Con ese maravilloso sentido de la ocasión que sólo sucede en la vida real, el programa de la tele terminó y el fondo sonoro de carcajadas resonó justo después de las palabras de Gus. Deborah también rió, y levantó la vista por fin.
—Hola, tío Gus —saludó.
—Hola, Debbie —contestó éste—. Cada día estás más guapa.
Debs frunció el ceño. Ya entonces se sentía avergonzada por su belleza, y no le gustaba que se lo recordaran.
—Gracias —gruñó.
—Ven a la cocina —dijo Harry. Tomó a Gus del codo y se lo llevó.
Sabía muy bien que Harry se estaba llevando a Gus a la cocina para impedir que Deborah y yo escucháramos lo que iban a decir, y como es natural eso me dio ganas de querer oír toda la conversación.

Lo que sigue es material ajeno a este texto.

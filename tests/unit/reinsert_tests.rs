/*!
 * Tests for reinsertion and formatting restore
 */

use anyhow::Result;
use std::io::{Cursor, Read};

use slidetran::deck::{Alignment, FontSize, Paragraph, Presentation, ShapeKind};
use slidetran::errors::{DeckError, LocationResolutionError, ReinsertError};
use slidetran::slides::reinsert::{resolve_paragraph, TARGET_LANGUAGE_TAG};
use slidetran::slides::{locate_text_units, FormattingSnapshot, Location, Reinserter};

use crate::common::{paragraph, styled_paragraph, table_shape, text_shape, DeckBuilder};

const FONT: &str = "Microsoft YaHei";

fn open(builder: DeckBuilder) -> Result<Presentation> {
    Ok(Presentation::from_reader(Cursor::new(builder.build()?))?)
}

fn reopen(deck: &Presentation) -> Result<Presentation> {
    Ok(Presentation::from_reader(Cursor::new(deck.to_bytes()?))?)
}

/// Run `check` against paragraph `index` of the first shape on slide 0
fn with_first_shape_paragraph(deck: &Presentation, index: usize, check: impl FnOnce(&Paragraph<'_>)) {
    let shapes = deck.slides()[0].shapes();
    let ShapeKind::PlainText(frame) = shapes[0].kind() else {
        panic!("expected a text shape");
    };
    let paragraphs = frame.paragraphs();
    check(&paragraphs[index]);
}

fn run_languages(paragraph: &Paragraph<'_>) -> Vec<Option<String>> {
    paragraph
        .element()
        .children_named("r")
        .map(|run| run.child("rPr").and_then(|props| props.attr("lang")).map(str::to_string))
        .collect()
}

#[test]
fn test_apply_translations_withStyledParagraph_shouldRestoreFormatting() -> Result<()> {
    let mut deck = open(DeckBuilder::new().slide(vec![text_shape(2, &[styled_paragraph("Quarterly results")])]))?;
    let located = locate_text_units(&deck);

    let report = Reinserter::new(FONT).apply_translations(
        &mut deck,
        &located.locations,
        &["季度业绩".to_string()],
    )?;
    assert_eq!(report.paragraphs_written, 1);
    assert!(report.bullet_failures.is_empty());

    let reopened = reopen(&deck)?;
    with_first_shape_paragraph(&reopened, 0, |p| {
        assert_eq!(p.text(), "季度业绩");
        assert_eq!(p.alignment(), Some(Alignment::Center));
        assert_eq!(p.level(), Some(1));
        assert_eq!(p.indentation().margin_left, Some(742950));
        assert_eq!(p.indentation().indent, Some(-285750));
        assert_eq!(p.bullet_glyph().map(|g| g.local_name()), Some("buChar"));

        let runs = p.runs();
        assert_eq!(runs.len(), 1);
        assert_eq!(runs[0].font_size(), Some(FontSize::from_points(24)));
        assert_eq!(
            runs[0].color().ok().flatten().map(|c| c.to_string()),
            Some("FF0000".to_string())
        );
        assert_eq!(runs[0].font_family(), Some(FONT));
        assert_eq!(runs[0].east_asian_font_family(), Some(FONT));
    });
    Ok(())
}

#[test]
fn test_apply_translations_withNewRuns_shouldTagTargetLanguage() -> Result<()> {
    let mut deck = open(DeckBuilder::new().slide(vec![text_shape(2, &[paragraph("Hello")])]))?;
    let located = locate_text_units(&deck);

    Reinserter::new(FONT).apply_translations(&mut deck, &located.locations, &["你好".to_string()])?;

    with_first_shape_paragraph(&deck, 0, |p| {
        assert_eq!(run_languages(p), vec![Some(TARGET_LANGUAGE_TAG.to_string())]);
        // Plain source run had no size or color, so none is invented
        assert_eq!(p.runs()[0].font_size(), None);
        assert!(matches!(p.runs()[0].color(), Ok(None)));
    });
    Ok(())
}

#[test]
fn test_apply_translations_withMultilineTranslation_shouldRestoreSizesByRunIndex() -> Result<()> {
    let two_runs = concat!(
        r#"<a:p><a:r><a:rPr lang="en-US" sz="2000"><a:solidFill><a:srgbClr val="1F4E79"/></a:solidFill></a:rPr><a:t>Big </a:t></a:r>"#,
        r#"<a:r><a:rPr lang="en-US" sz="1800"/><a:t>small</a:t></a:r></a:p>"#
    )
    .to_string();
    let mut deck = open(DeckBuilder::new().slide(vec![text_shape(2, &[two_runs])]))?;
    let located = locate_text_units(&deck);
    assert_eq!(located.contents, vec!["Big small"]);

    Reinserter::new(FONT).apply_translations(&mut deck, &located.locations, &["大\n小".to_string()])?;

    let reopened = reopen(&deck)?;
    with_first_shape_paragraph(&reopened, 0, |p| {
        assert_eq!(p.text(), "大\u{000B}小");
        let runs = p.runs();
        assert_eq!(runs.len(), 2);
        assert_eq!(runs[0].font_size(), Some(FontSize::from_hundredths(2000)));
        assert_eq!(runs[1].font_size(), Some(FontSize::from_hundredths(1800)));
        // First-run color goes to every run
        for run in &runs {
            assert_eq!(run.color().ok().flatten().map(|c| c.to_string()), Some("1F4E79".to_string()));
        }
        assert_eq!(run_languages(p).len(), 2);
    });
    Ok(())
}

#[test]
fn test_apply_translations_withTableCell_shouldWriteIntoCell() -> Result<()> {
    let mut deck = open(DeckBuilder::new().slide(vec![table_shape(2, &[&["", "Revenue"], &["", ""]])]))?;
    let located = locate_text_units(&deck);

    Reinserter::new(FONT).apply_translations(&mut deck, &located.locations, &["收入".to_string()])?;

    let reopened = reopen(&deck)?;
    let shapes = reopened.slides()[0].shapes();
    let ShapeKind::Table(table) = shapes[0].kind() else {
        panic!("expected a table");
    };
    assert_eq!(table.cell(0, 1).map(|c| c.text()), Some("收入".to_string()));
    assert_eq!(table.cell(0, 0).map(|c| c.text()), Some(String::new()));
    Ok(())
}

#[test]
fn test_apply_translations_withLengthMismatch_shouldFailWithoutWriting() -> Result<()> {
    let mut deck = open(DeckBuilder::new().slide(vec![text_shape(2, &[paragraph("One"), paragraph("Two")])]))?;
    let located = locate_text_units(&deck);

    let result = Reinserter::new(FONT).apply_translations(&mut deck, &located.locations, &["一".to_string()]);

    assert!(matches!(
        result,
        Err(ReinsertError::LengthMismatch { locations: 2, translations: 1 })
    ));
    with_first_shape_paragraph(&deck, 0, |p| assert_eq!(p.text(), "One"));
    Ok(())
}

#[test]
fn test_apply_translations_withStaleLocation_shouldReportResolutionError() -> Result<()> {
    let mut deck = open(DeckBuilder::new().slide(vec![text_shape(2, &[paragraph("One")])]))?;
    let locations = vec![Location::Paragraph { slide: 3, shape: 0, paragraph: 0 }];

    let result = Reinserter::new(FONT).apply_translations(&mut deck, &locations, &["一".to_string()]);

    assert!(matches!(
        result,
        Err(ReinsertError::Resolution(LocationResolutionError::SlideOutOfRange { slide: 3 }))
    ));
    Ok(())
}

#[test]
fn test_resolve_paragraph_withTableLocationOnTextShape_shouldFail() -> Result<()> {
    let mut deck = open(DeckBuilder::new().slide(vec![text_shape(2, &[paragraph("One")])]))?;
    let location = Location::TableCell { slide: 0, shape: 0, row: 0, column: 0, paragraph: 0 };

    let result = resolve_paragraph(&mut deck, &location).map(|_| ());

    assert_eq!(result, Err(LocationResolutionError::NotATable { slide: 0, shape: 0 }));
    Ok(())
}

#[test]
fn test_restore_paragraph_withSnapshotGlyph_shouldInstallBullet() -> Result<()> {
    let styled = open(DeckBuilder::new().slide(vec![text_shape(2, &[styled_paragraph("Bullet")])]))?;
    let mut snapshot = None;
    with_first_shape_paragraph(&styled, 0, |p| snapshot = Some(FormattingSnapshot::capture(p)));
    let snapshot = snapshot.expect("snapshot captured");
    assert!(snapshot.bullet_enabled);

    let mut plain = open(DeckBuilder::new().slide(vec![text_shape(2, &[paragraph("Plain")])]))?;
    let location = Location::Paragraph { slide: 0, shape: 0, paragraph: 0 };
    {
        let mut target = resolve_paragraph(&mut plain, &location)?;
        snapshot.restore_paragraph(&mut target)?;
    }

    with_first_shape_paragraph(&plain, 0, |p| {
        assert!(p.has_bullet());
        assert_eq!(p.alignment(), Some(Alignment::Center));
        assert_eq!(p.text(), "Plain");
    });
    Ok(())
}

#[test]
fn test_restore_paragraph_withBulletButNoGlyph_shouldReportUnavailable() -> Result<()> {
    let mut deck = open(DeckBuilder::new().slide(vec![text_shape(2, &[paragraph("Plain")])]))?;
    let snapshot = FormattingSnapshot {
        alignment: Some(Alignment::Right),
        bullet_enabled: true,
        ..FormattingSnapshot::default()
    };
    let location = Location::Paragraph { slide: 0, shape: 0, paragraph: 0 };

    let result = {
        let mut target = resolve_paragraph(&mut deck, &location)?;
        snapshot.restore_paragraph(&mut target)
    };

    assert!(matches!(result, Err(DeckError::BulletUnavailable)));
    // Everything but the bullet is still applied
    with_first_shape_paragraph(&deck, 0, |p| {
        assert_eq!(p.alignment(), Some(Alignment::Right));
        assert!(!p.has_bullet());
    });
    Ok(())
}

#[test]
fn test_apply_translations_withControlCharacters_shouldWriteWellFormedSlide() -> Result<()> {
    let mut deck = open(DeckBuilder::new().slide(vec![text_shape(2, &[paragraph("Hello world")])]))?;
    let located = locate_text_units(&deck);

    Reinserter::new(FONT).apply_translations(
        &mut deck,
        &located.locations,
        &["你\u{0001}好\r\n世界".to_string()],
    )?;

    let bytes = deck.to_bytes()?;
    let mut archive = zip::ZipArchive::new(Cursor::new(bytes))?;
    let mut slide_xml = String::new();
    archive.by_name("ppt/slides/slide1.xml")?.read_to_string(&mut slide_xml)?;
    assert!(!slide_xml.contains('\u{0001}'));
    assert!(!slide_xml.contains("好\r"));
    assert!(slide_xml.contains("你_x0001_好</a:t>"));

    let reopened = reopen(&deck)?;
    with_first_shape_paragraph(&reopened, 0, |p| {
        assert_eq!(p.text(), "你_x0001_好\u{000B}世界");
        assert_eq!(p.runs().len(), 2);
    });
    Ok(())
}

Y como Harry no había dicho de manera específica «Quedaos aquí y no escuchéis…», no sería como escuchar a escondidas.
De modo que me levanté de delante de la tele como si tal cosa y me dirigí al cuarto de baño por el pasillo. Me detuve a mitad de camino y miré hacia atrás. Deborah ya estaba absorta en el siguiente programa, así que me refugié en un pequeño cerco de sombras y escuché.
—… los tribunales se encargarán de ello —estaba diciendo Harry.

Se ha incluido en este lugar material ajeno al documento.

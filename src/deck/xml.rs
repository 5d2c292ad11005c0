/*!
 * Owned XML element tree for presentation parts.
 *
 * Slide parts are small enough to hold in memory, and editing paragraphs in place
 * needs random access to siblings, so parts are parsed into a tree rather than
 * streamed. The tree keeps qualified names, attribute order, text and comments so
 * an unmodified part serializes back to the same markup.
 */

use quick_xml::events::{BytesCData, BytesDecl, BytesEnd, BytesStart, BytesText, Event};
use quick_xml::{Reader, Writer};

use crate::errors::DeckError;

/// A node inside an element
#[derive(Debug, Clone, PartialEq)]
pub enum XmlNode {
    Element(XmlElement),
    Text(String),
    CData(String),
    Comment(String),
    ProcessingInstruction(String),
}

/// An element with its qualified name, attributes (in source order) and children
#[derive(Debug, Clone, PartialEq)]
pub struct XmlElement {
    pub name: String,
    pub attributes: Vec<(String, String)>,
    pub children: Vec<XmlNode>,
}

/// A parsed XML part
#[derive(Debug, Clone, PartialEq)]
pub struct XmlDocument {
    /// Value of the declaration's `standalone` pseudo-attribute, if any
    standalone: Option<String>,
    /// Whether the source carried an XML declaration at all
    has_declaration: bool,
    pub root: XmlElement,
}

/// Returns the part of a qualified name after the namespace prefix
pub fn local_name(name: &str) -> &str {
    name.rsplit_once(':').map(|(_, local)| local).unwrap_or(name)
}

impl XmlElement {
    /// Create an empty element
    pub fn new(name: impl Into<String>) -> Self {
        Self {
            name: name.into(),
            attributes: Vec::new(),
            children: Vec::new(),
        }
    }

    /// Builder-style attribute
    pub fn with_attr(mut self, name: impl Into<String>, value: impl Into<String>) -> Self {
        self.set_attr(name, value);
        self
    }

    /// Builder-style child element
    pub fn with_child(mut self, child: XmlElement) -> Self {
        self.children.push(XmlNode::Element(child));
        self
    }

    /// Builder-style text child
    pub fn with_text(mut self, text: impl Into<String>) -> Self {
        self.children.push(XmlNode::Text(text.into()));
        self
    }

    pub fn local_name(&self) -> &str {
        local_name(&self.name)
    }

    /// Attribute value looked up by local name
    pub fn attr(&self, local: &str) -> Option<&str> {
        self.attributes
            .iter()
            .find(|(name, _)| local_name(name) == local)
            .map(|(_, value)| value.as_str())
    }

    /// Set an attribute by qualified name, keeping its position if it already exists
    pub fn set_attr(&mut self, name: impl Into<String>, value: impl Into<String>) {
        let name = name.into();
        let value = value.into();
        match self.attributes.iter_mut().find(|(existing, _)| *existing == name) {
            Some(slot) => slot.1 = value,
            None => self.attributes.push((name, value)),
        }
    }

    /// Remove an attribute by qualified name
    pub fn remove_attr(&mut self, name: &str) {
        self.attributes.retain(|(existing, _)| existing != name);
    }

    /// Iterate over child elements
    pub fn elements(&self) -> impl Iterator<Item = &XmlElement> {
        self.children.iter().filter_map(|node| match node {
            XmlNode::Element(element) => Some(element),
            _ => None,
        })
    }

    /// Iterate mutably over child elements
    pub fn elements_mut(&mut self) -> impl Iterator<Item = &mut XmlElement> {
        self.children.iter_mut().filter_map(|node| match node {
            XmlNode::Element(element) => Some(element),
            _ => None,
        })
    }

    /// Child elements with the given local name
    pub fn children_named<'a>(&'a self, local: &'a str) -> impl Iterator<Item = &'a XmlElement> + 'a {
        self.elements().filter(move |element| element.local_name() == local)
    }

    /// Mutable child elements with the given local name
    pub fn children_named_mut<'a>(
        &'a mut self,
        local: &'a str,
    ) -> impl Iterator<Item = &'a mut XmlElement> + 'a {
        self.elements_mut().filter(move |element| element.local_name() == local)
    }

    /// First child element with the given local name
    pub fn child(&self, local: &str) -> Option<&XmlElement> {
        self.elements().find(|element| element.local_name() == local)
    }

    /// First mutable child element with the given local name
    pub fn child_mut(&mut self, local: &str) -> Option<&mut XmlElement> {
        self.elements_mut().find(|element| element.local_name() == local)
    }

    /// Follow a path of local names through first matching children
    pub fn descendant(&self, path: &[&str]) -> Option<&XmlElement> {
        path.iter().try_fold(self, |element, local| element.child(local))
    }

    /// Mutable variant of [`XmlElement::descendant`]
    pub fn descendant_mut(&mut self, path: &[&str]) -> Option<&mut XmlElement> {
        let mut current = self;
        for local in path {
            current = current.child_mut(local)?;
        }
        Some(current)
    }

    /// Concatenated text of this element's direct text children
    pub fn text(&self) -> String {
        self.children
            .iter()
            .filter_map(|node| match node {
                XmlNode::Text(text) | XmlNode::CData(text) => Some(text.as_str()),
                _ => None,
            })
            .collect()
    }

    /// Remove every child element matching the predicate
    pub fn remove_elements(&mut self, mut predicate: impl FnMut(&XmlElement) -> bool) {
        self.children.retain(|node| match node {
            XmlNode::Element(element) => !predicate(element),
            _ => true,
        });
    }

    /// Index (into `children`) of the first child element with the given local name
    pub fn position_of(&self, local: &str) -> Option<usize> {
        self.children.iter().position(|node| {
            matches!(node, XmlNode::Element(element) if element.local_name() == local)
        })
    }

    /// Insert a child element respecting a schema sequence.
    ///
    /// `order` lists local names in the order the schema requires; the child lands
    /// before the first existing sibling that must come after it. Names missing from
    /// `order` sort last.
    pub fn insert_ordered(&mut self, child: XmlElement, order: &[&str]) -> &mut XmlElement {
        let rank = |local: &str| order.iter().position(|name| *name == local).unwrap_or(order.len());
        let child_rank = rank(child.local_name());
        let index = self
            .children
            .iter()
            .position(|node| matches!(node, XmlNode::Element(element) if rank(element.local_name()) > child_rank))
            .unwrap_or(self.children.len());
        self.children.insert(index, XmlNode::Element(child));
        match &mut self.children[index] {
            XmlNode::Element(element) => element,
            _ => unreachable!("an element was just inserted at this index"),
        }
    }

    /// Return the first child with the given local name, creating it in schema order if needed
    pub fn ensure_child(&mut self, qualified: &str, order: &[&str]) -> &mut XmlElement {
        let local = local_name(qualified);
        match self.position_of(local) {
            Some(index) => match &mut self.children[index] {
                XmlNode::Element(element) => element,
                _ => unreachable!("position_of only matches elements"),
            },
            None => self.insert_ordered(XmlElement::new(qualified), order),
        }
    }
}

fn xml_error(part: &str, message: impl ToString) -> DeckError {
    DeckError::Xml {
        part: part.to_string(),
        message: message.to_string(),
    }
}

fn element_from_start(part: &str, start: &BytesStart) -> Result<XmlElement, DeckError> {
    let name = String::from_utf8_lossy(start.name().as_ref()).into_owned();
    let mut element = XmlElement::new(name);
    for attribute in start.attributes() {
        let attribute = attribute.map_err(|e| xml_error(part, e))?;
        let key = String::from_utf8_lossy(attribute.key.as_ref()).into_owned();
        let value = attribute
            .unescape_value()
            .map_err(|e| xml_error(part, e))?
            .into_owned();
        element.attributes.push((key, value));
    }
    Ok(element)
}

impl XmlDocument {
    /// Wrap a root element
    pub fn new(root: XmlElement) -> Self {
        Self {
            standalone: Some("yes".to_string()),
            has_declaration: true,
            root,
        }
    }

    /// Parse a part. `part` names the part for error messages only.
    pub fn parse(part: &str, bytes: &[u8]) -> Result<Self, DeckError> {
        let mut reader = Reader::from_reader(bytes);
        let mut buf = Vec::new();
        let mut stack: Vec<XmlElement> = Vec::new();
        let mut root = None;
        let mut standalone = None;
        let mut has_declaration = false;

        loop {
            let event = reader
                .read_event_into(&mut buf)
                .map_err(|e| xml_error(part, e))?;
            let node = match event {
                Event::Decl(decl) => {
                    has_declaration = true;
                    standalone = decl
                        .standalone()
                        .and_then(|value| value.ok())
                        .map(|value| String::from_utf8_lossy(&value).into_owned());
                    None
                }
                Event::Start(start) => {
                    stack.push(element_from_start(part, &start)?);
                    None
                }
                Event::Empty(start) => Some(XmlNode::Element(element_from_start(part, &start)?)),
                Event::End(_) => {
                    let element = stack
                        .pop()
                        .ok_or_else(|| xml_error(part, "unexpected closing tag"))?;
                    Some(XmlNode::Element(element))
                }
                Event::Text(text) => {
                    let text = text.unescape().map_err(|e| xml_error(part, e))?;
                    Some(XmlNode::Text(text.into_owned()))
                }
                Event::CData(data) => Some(XmlNode::CData(
                    String::from_utf8_lossy(&data.into_inner()).into_owned(),
                )),
                Event::Comment(comment) => Some(XmlNode::Comment(
                    String::from_utf8_lossy(&comment).into_owned(),
                )),
                Event::PI(instruction) => Some(XmlNode::ProcessingInstruction(
                    String::from_utf8_lossy(&instruction).into_owned(),
                )),
                Event::DocType(_) => None,
                Event::Eof => break,
            };

            if let Some(node) = node {
                match stack.last_mut() {
                    Some(parent) => parent.children.push(node),
                    // Only the root element matters outside of any parent
                    None => {
                        if let XmlNode::Element(element) = node {
                            root = Some(element);
                        }
                    }
                }
            }
            buf.clear();
        }

        if !stack.is_empty() {
            return Err(xml_error(part, "unclosed element at end of part"));
        }
        let root = root.ok_or_else(|| xml_error(part, "part has no root element"))?;

        Ok(Self {
            standalone,
            has_declaration,
            root,
        })
    }

    /// Serialize the tree back to bytes
    pub fn to_bytes(&self) -> Result<Vec<u8>, DeckError> {
        let mut writer = Writer::new(Vec::new());
        if self.has_declaration {
            writer
                .write_event(Event::Decl(BytesDecl::new(
                    "1.0",
                    Some("UTF-8"),
                    self.standalone.as_deref(),
                )))
                .map_err(|e| xml_error("<serialize>", e))?;
            writer
                .write_event(Event::Text(BytesText::from_escaped("\r\n")))
                .map_err(|e| xml_error("<serialize>", e))?;
        }
        write_element(&mut writer, &self.root).map_err(|e| xml_error("<serialize>", e))?;
        Ok(writer.into_inner())
    }
}

fn write_element(writer: &mut Writer<Vec<u8>>, element: &XmlElement) -> quick_xml::Result<()> {
    let mut start = BytesStart::new(element.name.as_str());
    for (key, value) in &element.attributes {
        start.push_attribute((key.as_str(), value.as_str()));
    }

    if element.children.is_empty() {
        return writer.write_event(Event::Empty(start));
    }

    writer.write_event(Event::Start(start))?;
    for child in &element.children {
        match child {
            XmlNode::Element(child) => write_element(writer, child)?,
            XmlNode::Text(text) => writer.write_event(Event::Text(BytesText::new(text)))?,
            XmlNode::CData(data) => writer.write_event(Event::CData(BytesCData::new(data.as_str())))?,
            XmlNode::Comment(comment) => {
                writer.write_event(Event::Comment(BytesText::from_escaped(comment.as_str())))?
            }
            XmlNode::ProcessingInstruction(instruction) => {
                writer.write_event(Event::PI(BytesText::from_escaped(instruction.as_str())))?
            }
        }
    }
    writer.write_event(Event::End(BytesEnd::new(element.name.as_str())))
}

—¿Como lo han hecho hasta el momento? —le espetó Gus, más irritado que nunca—. Venga ya, Harry, sabes que no será así.
—Nosotros no somos vigilantes, Gus.
—Tal vez deberíamos serlo, maldita sea.
Siguió una pausa. Oí que la puerta de la nevera se abría, y después el sonido de una lata de cerveza al abrirse. Transcurrió otro momento en silencio.
—Escucha, Harry —dijo Gus por fin—, hace mucho tiempo que somos policías.
—Pronto se cumplirán veinte años —reconoció Harry.
—Y desde el primer día de trabajo, ¿no te diste cuenta de que el sistema no funciona? ¿Que los capullos más grandes siempre encuentran una manera de zafarse de la cárcel y volver a las calles, eh?
—Eso no significa que tengamos derecho a…
—Entonces, ¿quién tiene derecho, Harry? Si no somos nosotros, ¿quién?
Siguió otra larga pausa. Por fin, Harry habló, en voz muy baja, y tuve que esforzarme por distinguir las palabras.
—Tú no estuviste en Vietnam —dijo. Gus no contestó—. Algo que aprendí allí es que algunas personas son capaces de matar a sangre fría y otras no. Aunque la mayoría no podemos. No es bueno para ti.
—¿Estás diciendo que me das la razón, pero que no puedes hacerlo? Si alguien lo ha merecido en este mundo, Harry, Otto Valdez…
—¿Qué estás haciendo?
La voz de Deborah sonó a unos veinte centímetros de mi oído. Pegué un bote tan fuerte que me golpeé la cabeza contra la pared.
—Nada.
—Un lugar muy curioso para no hacer nada —me interpeló, y como no mostró la menor inclinación a moverse, decidí que había terminado de escuchar y volví al país de los zombis, delante de la tele. Había oído lo suficiente para comprender lo que estaba pasando, y me sentía fascinado. El querido y bondadoso tío Gus quería matar a alguien, y quería que Harry le ayudara. Mi cerebro daba vueltas de entusiasmo, y buscaba frenéticamente una manera de convencerles de que me dejaran participar…, o al menos mirar. ¿Qué había de malo en ello? ¡Era casi un deber cívico!
Pero Harry se negó a ayudar a Gus, y un rato más tarde éste se fue de casa con el aspecto de alguien que se ha quedado sin aire. Harry volvió a la tele conmigo y con Debs, y dedicó la siguiente media hora a intentar ponerse la cara de felicidad.